The Link between Reading and Writing

Before we write, we read.

We learn as children, preferably as very young children. As soon as we can read, a whole world opens up which would be denied us if we could not interpret those squiggles on the page. Full of insatiable curiousity, we devour picture books, then more solid affairs with no delightful drawings to  lead us. Soon, the words are sufficient. They build their own pictures inside our heads as our imaginations grasp what the stories are about. We are hooked.

If we are born writers, the next step is one of desire, of compulsion. How can we produce those pictures? How can we hook others to bite into our words, to hear our voices and to see the  fantasies rolling out across our minds?

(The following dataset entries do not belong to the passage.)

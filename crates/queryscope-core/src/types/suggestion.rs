//! Suggestion output types and the intermediate autocomplete result.

use schemars::JsonSchema;
use serde::{Deserialize, Serialize};

use crate::error::ParseError;

use super::Span;

/// Category of a completion item.
#[derive(Debug, Clone, Copy, PartialEq, Eq, Hash, Serialize, Deserialize, JsonSchema)]
#[serde(rename_all = "camelCase")]
pub enum SuggestionKind {
    Keyword,
    Field,
    Struct,
    Function,
    Operator,
    Value,
}

/// A single ranked completion item, consumed directly by the editor's
/// completion-item protocol.
#[derive(Debug, Clone, PartialEq, Eq, Serialize, Deserialize, JsonSchema)]
#[serde(rename_all = "camelCase")]
pub struct QuerySuggestion {
    /// Display text shown in the completion list.
    pub text: String,
    pub kind: SuggestionKind,
    /// Text inserted on accept when it differs from `text` (snippet syntax
    /// with `$0` tab stops is allowed).
    #[serde(default, skip_serializing_if = "Option::is_none")]
    pub insert_text: Option<String>,
    /// Short annotation shown next to the item, e.g. `Field: keyword`.
    #[serde(default, skip_serializing_if = "Option::is_none")]
    pub detail: Option<String>,
    /// Byte range the insertion replaces (the partially-typed word, or the
    /// caller's selection).
    #[serde(default, skip_serializing_if = "Option::is_none")]
    pub insert_range: Option<Span>,
    /// Within-category rank; lower sorts first. Absent means neutral.
    #[serde(default, skip_serializing_if = "Option::is_none")]
    pub sort_priority: Option<u8>,
}

impl QuerySuggestion {
    pub fn new(text: impl Into<String>, kind: SuggestionKind) -> Self {
        Self {
            text: text.into(),
            kind,
            insert_text: None,
            detail: None,
            insert_range: None,
            sort_priority: None,
        }
    }

    pub fn with_insert_text(mut self, insert_text: impl Into<String>) -> Self {
        self.insert_text = Some(insert_text.into());
        self
    }

    pub fn with_detail(mut self, detail: impl Into<String>) -> Self {
        self.detail = Some(detail.into());
        self
    }

    pub fn with_sort_priority(mut self, priority: u8) -> Self {
        self.sort_priority = Some(priority);
        self
    }
}

/// Stage of the column-value predicate walker at the cursor.
///
/// `a = ` sits at [`Value`](Self::Value), `a IN ` at [`Lparen`](Self::Lparen),
/// `a IN ('x' ` at [`EndInTerm`](Self::EndInTerm), and so on.
#[derive(Debug, Clone, Copy, PartialEq, Eq)]
pub enum ColumnValuePredicate {
    /// Expecting the column reference that opens the predicate.
    Column,
    /// Column seen; expecting a comparison operator.
    Operator,
    /// Operator seen; expecting a literal value.
    Value,
    /// `IN` seen; expecting the opening parenthesis.
    Lparen,
    /// A value inside `IN (...)` seen; expecting `,` or `)`.
    EndInTerm,
}

/// A keyword candidate derived from the grammar follow-set at the cursor.
#[derive(Debug, Clone, PartialEq, Eq)]
pub struct KeywordSuggestion {
    pub text: String,
    /// Command/keyword documentation, when the language defines one.
    pub detail: Option<String>,
}

impl KeywordSuggestion {
    pub fn new(text: impl Into<String>) -> Self {
        Self {
            text: text.into(),
            detail: None,
        }
    }
}

/// The intermediate result flowing from the rule mapper through enrichment.
///
/// Category flags are independently settable and not mutually exclusive:
/// several grammar rules can be active at one cursor position and each raises
/// its own flag. The enricher materializes flags into `suggestions` and
/// `suggest_templates`; the formatter flattens, filters and orders them.
#[derive(Debug, Clone, Default)]
pub struct AutocompleteResult {
    /// Parse errors tolerated while building the token stream and tree.
    pub errors: Vec<ParseError>,
    /// Keyword candidates from the follow-set at the cursor.
    pub suggest_keywords: Vec<KeywordSuggestion>,
    /// Suggest index patterns / table names.
    pub suggest_views_or_tables: bool,
    /// Suggest schema columns.
    pub suggest_columns: bool,
    /// Suggest the language's aggregate functions.
    pub suggest_aggregate_functions: bool,
    /// Columns are being suggested inside an aggregate call, so the insert
    /// text is the bare field name.
    pub suggest_fields_in_aggregate_function: bool,
    /// Fetch and suggest values for this column.
    pub suggest_values_for_column: Option<String>,
    /// Where the cursor sits inside a comparison/IN predicate, if it does.
    pub column_value_predicate: Option<ColumnValuePredicate>,
    /// Static canned snippets, always populated by the enricher.
    pub suggest_templates: Vec<QuerySuggestion>,
    /// Concrete candidates materialized by the enricher.
    pub suggestions: Vec<QuerySuggestion>,
}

Our first attempts at writing may seem shallow, both to us and to our readers, but we have to write these. We have to learn the craft. And in learning, there is more reading to be done. ‘How-to’ books, literary books, genre fiction of all kinds. Good books. And very, very, bad books. All teach us something. And that something may end up in the next draft of our current tome.

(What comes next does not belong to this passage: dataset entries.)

#[cfg(test)]
mod tests {
    use super::*;

    fn types(tokens: &[TokenInfo]) -> Vec<TokenType> {
        tokens.iter().map(|t| t.token_type).collect()
    }

    #[test]
    fn test_tokenize_sql_keywords() {
        let (tokens, errors) = tokenize("SELECT * FROM users", Language::Sql);
        assert!(errors.is_empty());
        assert_eq!(
            types(&tokens),
            vec![
                TokenType::Select,
                TokenType::Space,
                TokenType::Star,
                TokenType::Space,
                TokenType::From,
                TokenType::Space,
                TokenType::Ident,
                TokenType::Eof,
            ]
        );
    }

    #[test]
    fn test_tokenize_spans_cover_input() {
        let query = "SELECT a FROM t";
        let (tokens, _) = tokenize(query, Language::Sql);
        let eof = tokens.last().expect("eof token");
        assert_eq!(eof.token_type, TokenType::Eof);
        assert_eq!(eof.span, Span::new(query.len(), query.len()));
        // Non-EOF tokens tile the input without gaps.
        let mut expected_start = 0;
        for token in &tokens[..tokens.len() - 1] {
            assert_eq!(token.span.start, expected_start, "gap before {token:?}");
            expected_start = token.span.end;
        }
        assert_eq!(expected_start, query.len());
    }

    #[test]
    fn test_tokenize_ppl_commands() {
        let (tokens, errors) = tokenize("source = logs | stats avg(bytes)", Language::Ppl);
        assert!(errors.is_empty());
        let meaningful: Vec<TokenType> = tokens
            .iter()
            .map(|t| t.token_type)
            .filter(|t| *t != TokenType::Space)
            .collect();
        assert_eq!(
            meaningful,
            vec![
                TokenType::Source,
                TokenType::Eq,
                TokenType::Ident,
                TokenType::Pipe,
                TokenType::Stats,
                TokenType::Ident,
                TokenType::LParen,
                TokenType::Ident,
                TokenType::RParen,
                TokenType::Eof,
            ]
        );
    }

    #[test]
    fn test_ppl_keywords_are_plain_idents_in_sql() {
        let (tokens, _) = tokenize("source", Language::Sql);
        assert_eq!(tokens[0].token_type, TokenType::Ident);
    }

    #[test]
    fn test_tokenize_dql_colon_expression() {
        let (tokens, errors) = tokenize("status : 200 and level : error", Language::Dql);
        assert!(errors.is_empty());
        let meaningful: Vec<TokenType> = tokens
            .iter()
            .map(|t| t.token_type)
            .filter(|t| *t != TokenType::Space)
            .collect();
        assert_eq!(
            meaningful,
            vec![
                TokenType::Ident,
                TokenType::Colon,
                TokenType::Number,
                TokenType::And,
                TokenType::Ident,
                TokenType::Colon,
                TokenType::Ident,
                TokenType::Eof,
            ]
        );
    }

    #[test]
    fn test_backtick_identifier() {
        let (tokens, _) = tokenize("`my-field`", Language::Ppl);
        assert_eq!(tokens[0].token_type, TokenType::BacktickIdent);
        assert_eq!(tokens[0].text, "`my-field`");
    }

    #[test]
    fn test_unterminated_string_recovers() {
        let query = "SELECT 'abc";
        let (tokens, errors) = tokenize(query, Language::Sql);
        assert_eq!(errors.len(), 1);
        assert_eq!(errors[0].kind, ParseErrorKind::LexerError);
        assert_eq!(tokens.last().map(|t| t.token_type), Some(TokenType::Eof));
        assert!(tokens
            .iter()
            .any(|t| t.token_type == TokenType::StringLiteral));
        // Stream still covers the whole input.
        assert!(tokens.iter().all(|t| t.span.end <= query.len()));
    }

    #[test]
    fn test_empty_input_yields_only_eof() {
        let (tokens, errors) = tokenize("", Language::Sql);
        assert!(errors.is_empty());
        assert_eq!(types(&tokens), vec![TokenType::Eof]);
    }

    #[test]
    fn test_line_col_to_offset() {
        let query = "SELECT 1\nFROM t";
        assert_eq!(line_col_to_offset(query, 1, 1), Some(0));
        assert_eq!(line_col_to_offset(query, 2, 1), Some(9));
        assert_eq!(line_col_to_offset(query, 2, 7), Some(query.len()));
        assert_eq!(line_col_to_offset(query, 3, 1), None);
        assert_eq!(line_col_to_offset(query, 0, 1), None);
    }

    #[test]
    fn test_line_col_to_offset_multibyte() {
        let query = "SELECT μ, x";
        // Column counts characters, not bytes.
        assert_eq!(line_col_to_offset(query, 1, 9), Some("SELECT μ".len()));
    }

    #[test]
    fn test_offset_to_line_col() {
        let query = "SELECT 1\nFROM t";
        assert_eq!(offset_to_line_col(query, 0), (1, 1));
        assert_eq!(offset_to_line_col(query, 9), (2, 1));
        assert_eq!(offset_to_line_col(query, query.len()), (2, 7));
    }
}
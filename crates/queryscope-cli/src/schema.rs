//! Index-pattern schema loading.

use anyhow::{Context, Result};
use queryscope_core::IndexPatternSchema;
use std::path::Path;

/// Loads an index-pattern schema from a JSON file:
///
/// ```json
/// {
///   "title": "test-index",
///   "fields": [
///     { "name": "field1", "type": "string" },
///     { "name": "field2", "type": "number" }
///   ]
/// }
/// ```
pub fn load_schema(path: &Path) -> Result<IndexPatternSchema> {
    let content = std::fs::read_to_string(path)
        .with_context(|| format!("failed to read schema file {}", path.display()))?;
    serde_json::from_str(&content)
        .with_context(|| format!("failed to parse schema file {}", path.display()))
}
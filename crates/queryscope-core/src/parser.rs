//! Error-tolerant parser adapter.
//!
//! `parse` never fails: syntax problems are recorded as [`ParseError`]s and
//! the result still carries a token stream spanning the full input plus a
//! best-effort tree. The tree is a clause/command segmentation built by
//! panic-mode scanning: SQL resynchronizes at statement boundaries (`;`)
//! and clause keywords, PPL at pipe (`|`) boundaries, DQL at `and`/`or`
//! connectives. That is all the downstream candidate collectors need.

use std::ops::Range;

use crate::error::ParseError;
use crate::languages;
use crate::lexer::{self, TokenInfo};
use crate::types::{Language, Span};

/// Grammar production the parse is rooted at.
///
/// The adapter is a thin dispatcher: the caller selects the entry rule, the
/// adapter does not guess.
#[derive(Debug, Clone, Copy, PartialEq, Eq, Default)]
pub enum EntryRule {
    /// A full top-level statement (the default).
    #[default]
    Statement,
    /// A from/source-clause fragment, e.g. a bare `tbl AS t` or `source=x`
    /// pasted without its surrounding statement.
    FromClause,
}

/// Output of the parser adapter.
///
/// Created fresh per suggestion request and discarded after use.
#[derive(Debug, Clone)]
pub struct ParseResult {
    /// Best-effort, possibly error-recovered tree.
    pub tree: ParseTree,
    /// Token stream covering the entire input, EOF-terminated.
    pub tokens: Vec<TokenInfo>,
    /// Tolerated syntax errors.
    pub errors: Vec<ParseError>,
}

/// The (possibly partial) syntactic structure of the input.
#[derive(Debug, Clone)]
pub enum ParseTree {
    Sql(Vec<SqlStatement>),
    Ppl(PplPipeline),
    Dql(DqlQuery),
}

/// One SQL statement, segmented into clauses.
#[derive(Debug, Clone)]
pub struct SqlStatement {
    pub span: Span,
    pub clauses: Vec<SqlClause>,
}

/// A clause segment: its kind and the token-index range it covers
/// (including the introducing keyword).
#[derive(Debug, Clone)]
pub struct SqlClause {
    pub kind: SqlClauseKind,
    pub tokens: Range<usize>,
}

#[derive(Debug, Clone, Copy, PartialEq, Eq)]
pub enum SqlClauseKind {
    /// Tokens before any recognized clause keyword.
    Leading,
    Select,
    From,
    Where,
    GroupBy,
    Having,
    OrderBy,
    Limit,
    On,
}

/// A PPL pipeline: the search command plus piped commands.
#[derive(Debug, Clone, Default)]
pub struct PplPipeline {
    pub commands: Vec<PplCommand>,
}

/// A command segment between pipes (the pipe token itself is not included).
#[derive(Debug, Clone)]
pub struct PplCommand {
    pub kind: PplCommandKind,
    pub tokens: Range<usize>,
}

#[derive(Debug, Clone, Copy, PartialEq, Eq)]
pub enum PplCommandKind {
    /// The leading `source = idx` / bare filter command.
    Search,
    Where,
    Fields,
    Stats,
    Sort,
    Eval,
    Rename,
    Head,
    Dedup,
    Top,
    Rare,
    Parse,
    Unknown,
}

/// A DQL query: terms separated by `and`/`or` connectives.
#[derive(Debug, Clone, Default)]
pub struct DqlQuery {
    pub terms: Vec<DqlTerm>,
}

/// One `field : value` (or bare) term; the connective is not included.
#[derive(Debug, Clone)]
pub struct DqlTerm {
    pub tokens: Range<usize>,
}

/// Parses `query` for `language`, rooted at `entry_rule`.
#[must_use]
pub fn parse(query: &str, language: Language, entry_rule: EntryRule) -> ParseResult {
    let (tokens, mut errors) = lexer::tokenize(query, language);

    let tree = match language {
        Language::Sql => ParseTree::Sql(languages::sql::build_statements(
            query,
            &tokens,
            entry_rule,
            &mut errors,
        )),
        Language::Ppl => ParseTree::Ppl(languages::ppl::build_pipeline(
            query,
            &tokens,
            entry_rule,
            &mut errors,
        )),
        Language::Dql => ParseTree::Dql(languages::dql::build_query(query, &tokens, &mut errors)),
    };

    ParseResult {
        tree,
        tokens,
        errors,
    }
}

There are writers who profess not to read. I have met one. She likes one particular genre but doesn’t read it. She thinks that to read books from the genre she writes will confuse her and may cause her to include things from those stories in her own. She says she fears a kind of accidental plagiarism.

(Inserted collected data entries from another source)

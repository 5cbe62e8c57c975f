//! Suggestion ranking and formatting.
//!
//! Flattens the enriched result into the final suggestion list: filters by
//! the partially-typed word, collapses duplicates to the first-seen entry,
//! and orders by category precedence (Field → Struct → Function →
//! Operator/Keyword → Value), then sort priority, then alphabetically.
//! Ordering is deterministic for identical inputs.

use std::collections::HashSet;

use crate::types::{AutocompleteResult, QuerySuggestion, Span, SuggestionKind};

/// Category precedence; Operator and Keyword share a rank and interleave
/// alphabetically.
fn category_rank(kind: SuggestionKind) -> u8 {
    match kind {
        SuggestionKind::Field => 0,
        SuggestionKind::Struct => 1,
        SuggestionKind::Function => 2,
        SuggestionKind::Operator | SuggestionKind::Keyword => 3,
        SuggestionKind::Value => 4,
    }
}

/// Neutral rank for suggestions without an explicit priority.
const DEFAULT_PRIORITY: u8 = 50;

/// Produces the final ordered suggestion list.
///
/// `replace_range` is stamped onto entries that do not already carry an
/// insert range, so the editor replaces the partial word (or selection) on
/// accept.
#[must_use]
pub fn format_suggestions(
    result: &AutocompleteResult,
    partial_word: &str,
    replace_range: Option<Span>,
) -> Vec<QuerySuggestion> {
    let mut entries: Vec<QuerySuggestion> = Vec::new();
    entries.extend(result.suggestions.iter().cloned());
    for keyword in &result.suggest_keywords {
        let mut suggestion = QuerySuggestion::new(&keyword.text, SuggestionKind::Keyword);
        suggestion.detail = keyword.detail.clone();
        entries.push(suggestion);
    }
    entries.extend(result.suggest_templates.iter().cloned());

    let needle = partial_word.to_lowercase();
    let mut seen: HashSet<(String, SuggestionKind)> = HashSet::new();
    let mut suggestions: Vec<QuerySuggestion> = Vec::new();

    for mut entry in entries {
        if !needle.is_empty() && !entry.text.to_lowercase().starts_with(&needle) {
            continue;
        }
        if !seen.insert((entry.text.clone(), entry.kind)) {
            continue;
        }
        if entry.insert_range.is_none() {
            entry.insert_range = replace_range;
        }
        suggestions.push(entry);
    }

    suggestions.sort_by(|a, b| {
        category_rank(a.kind)
            .cmp(&category_rank(b.kind))
            .then_with(|| {
                a.sort_priority
                    .unwrap_or(DEFAULT_PRIORITY)
                    .cmp(&b.sort_priority.unwrap_or(DEFAULT_PRIORITY))
            })
            .then_with(|| a.text.to_lowercase().cmp(&b.text.to_lowercase()))
    });

    suggestions
}

#[cfg(test)]
mod tests {
    use super::*;
    use crate::types::KeywordSuggestion;

    fn result_with(suggestions: Vec<QuerySuggestion>) -> AutocompleteResult {
        AutocompleteResult {
            suggestions,
            ..Default::default()
        }
    }

    #[test]
    fn test_category_order() {
        let result = result_with(vec![
            QuerySuggestion::new("value1", SuggestionKind::Value),
            QuerySuggestion::new("=", SuggestionKind::Operator),
            QuerySuggestion::new("AVG", SuggestionKind::Function),
            QuerySuggestion::new("test-index", SuggestionKind::Struct),
            QuerySuggestion::new("field1", SuggestionKind::Field),
        ]);
        let suggestions = format_suggestions(&result, "", None);
        let kinds: Vec<SuggestionKind> = suggestions.iter().map(|s| s.kind).collect();
        assert_eq!(
            kinds,
            vec![
                SuggestionKind::Field,
                SuggestionKind::Struct,
                SuggestionKind::Function,
                SuggestionKind::Operator,
                SuggestionKind::Value,
            ]
        );
    }

    #[test]
    fn test_alphabetical_within_category() {
        let result = result_with(vec![
            QuerySuggestion::new("zeta", SuggestionKind::Field),
            QuerySuggestion::new("Alpha", SuggestionKind::Field),
            QuerySuggestion::new("beta", SuggestionKind::Field),
        ]);
        let suggestions = format_suggestions(&result, "", None);
        let texts: Vec<&str> = suggestions.iter().map(|s| s.text.as_str()).collect();
        assert_eq!(texts, vec!["Alpha", "beta", "zeta"]);
    }

    #[test]
    fn test_sort_priority_precedes_alphabetical() {
        let result = result_with(vec![
            QuerySuggestion::new("_internal", SuggestionKind::Field).with_sort_priority(99),
            QuerySuggestion::new("zeta", SuggestionKind::Field),
        ]);
        let suggestions = format_suggestions(&result, "", None);
        let texts: Vec<&str> = suggestions.iter().map(|s| s.text.as_str()).collect();
        // `_internal` sorts after `zeta` despite being alphabetically first.
        assert_eq!(texts, vec!["zeta", "_internal"]);
    }

    #[test]
    fn test_prefix_filter_is_case_insensitive() {
        let mut result = result_with(vec![QuerySuggestion::new("field1", SuggestionKind::Field)]);
        result.suggest_keywords.push(KeywordSuggestion::new("FROM"));
        let suggestions = format_suggestions(&result, "fro", None);
        let texts: Vec<&str> = suggestions.iter().map(|s| s.text.as_str()).collect();
        assert_eq!(texts, vec!["FROM"]);
    }

    #[test]
    fn test_empty_partial_keeps_everything() {
        let result = result_with(vec![
            QuerySuggestion::new("a", SuggestionKind::Field),
            QuerySuggestion::new("b", SuggestionKind::Field),
        ]);
        assert_eq!(format_suggestions(&result, "", None).len(), 2);
    }

    #[test]
    fn test_duplicates_collapse_to_first_seen() {
        let result = result_with(vec![
            QuerySuggestion::new("field1", SuggestionKind::Field).with_detail("Field: string"),
            QuerySuggestion::new("field1", SuggestionKind::Field).with_detail("Field: keyword"),
            QuerySuggestion::new("field1", SuggestionKind::Value),
        ]);
        let suggestions = format_suggestions(&result, "", None);
        // Same text with a different kind survives; same (text, kind) does not.
        assert_eq!(suggestions.len(), 2);
        let field = suggestions
            .iter()
            .find(|s| s.kind == SuggestionKind::Field)
            .expect("field entry");
        assert_eq!(field.detail.as_deref(), Some("Field: string"));
    }

    #[test]
    fn test_replace_range_is_stamped() {
        let result = result_with(vec![QuerySuggestion::new("field1", SuggestionKind::Field)]);
        let range = Some(Span::new(10, 13));
        let suggestions = format_suggestions(&result, "fie", range);
        assert_eq!(suggestions[0].insert_range, range);
    }

    #[test]
    fn test_templates_and_keywords_are_included() {
        let mut result = result_with(vec![]);
        result.suggest_keywords.push(KeywordSuggestion::new("SELECT"));
        result
            .suggest_templates
            .push(QuerySuggestion::new("SELECT * FROM", SuggestionKind::Keyword));
        let suggestions = format_suggestions(&result, "", None);
        assert_eq!(suggestions.len(), 2);
    }
}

I cannot pretend that I understand this. As someone who will read the label on a sauce bottle if it sits in front of me, I read anything and everything. Like writing, it isn’t a choice, it’s a compulsion. Stick the written word anywhere close to me and I’ll read it. I think most people are drawn to words. Children learn dreadful spelling from clever(?) advertising. Posters abound. Even at the side of the road, there are signs telling us all about some bazaar, or garden show, trying to distract us from the job in hand. I think these really are stupidly distracting and I make a conscious effort not to look, to concentrate on the road.

But not reading anything? If you write, how is that possible? How do you stay up to date with your genre if you don’t read it? How do you learn to make your writing better if you choose not to listen to some of the tons of authorial wisdom out there?

Sometimes, writing is tough, really tough. I’m not big on writer’s block. I’m lucky enough not to have suffered much from it. If anything I have more of a problem with the bad back/neck/wrists that ensue from sitting too long and typing too much. But if you are a bit blocked, escaping into a far away world is a release from the worry of it. Picking up your favourite (or new and as yet undiscovered) How-to may be the perfect way to find a new route back into your novel.

 

 

What could be more wonderful than reading for pleasure, for the sheer delight of telepathy, one mind showing another the inner workings of their story? It was Stephen King who first suggested to me that writing was telepathy, in his wonderful almost-memoir On Writing. I love the analogy and have quoted it many times since. But there are other ways to read, especially if we expect to learn something along the way: with highlighters and bright sticky labels to hand.

Take a look at  How to Read a Book by Mortimer Adler revised with Charles van Doren

When you buy a book, you establish a property right in it, just as you do in clothes or furniture when you buy and pay for them. But the act of purchase is actually only the prelude to possession in the case of a book. Full ownership of a book only comes when you have made it a part of yourself, and the best way to make yourself a part of it — which comes to the same thing — is by writing in it.

Why is marking a book indispensable to reading it? First, it keeps you awake — not merely conscious, but wide awake. Second, reading, if it is active, is thinking, and thinking tends to express itself in words, spoken or written. The person who says he knows what he thinks but cannot express it usually does not know what he thinks. Third, writing your reactions down helps you to remember the thoughts of the author.

Reading a book should be a conversation between you and the author. Presumably he knows more about the subject than you do; if not, you probably should not be bothering with his book. But understanding is a two-way operation; the learner has to question himself and question the teacher, once he understands what the teacher is saying. Marking a book is literally an expression of your differences or your agreements with the author. It is the highest respect you can pay him.”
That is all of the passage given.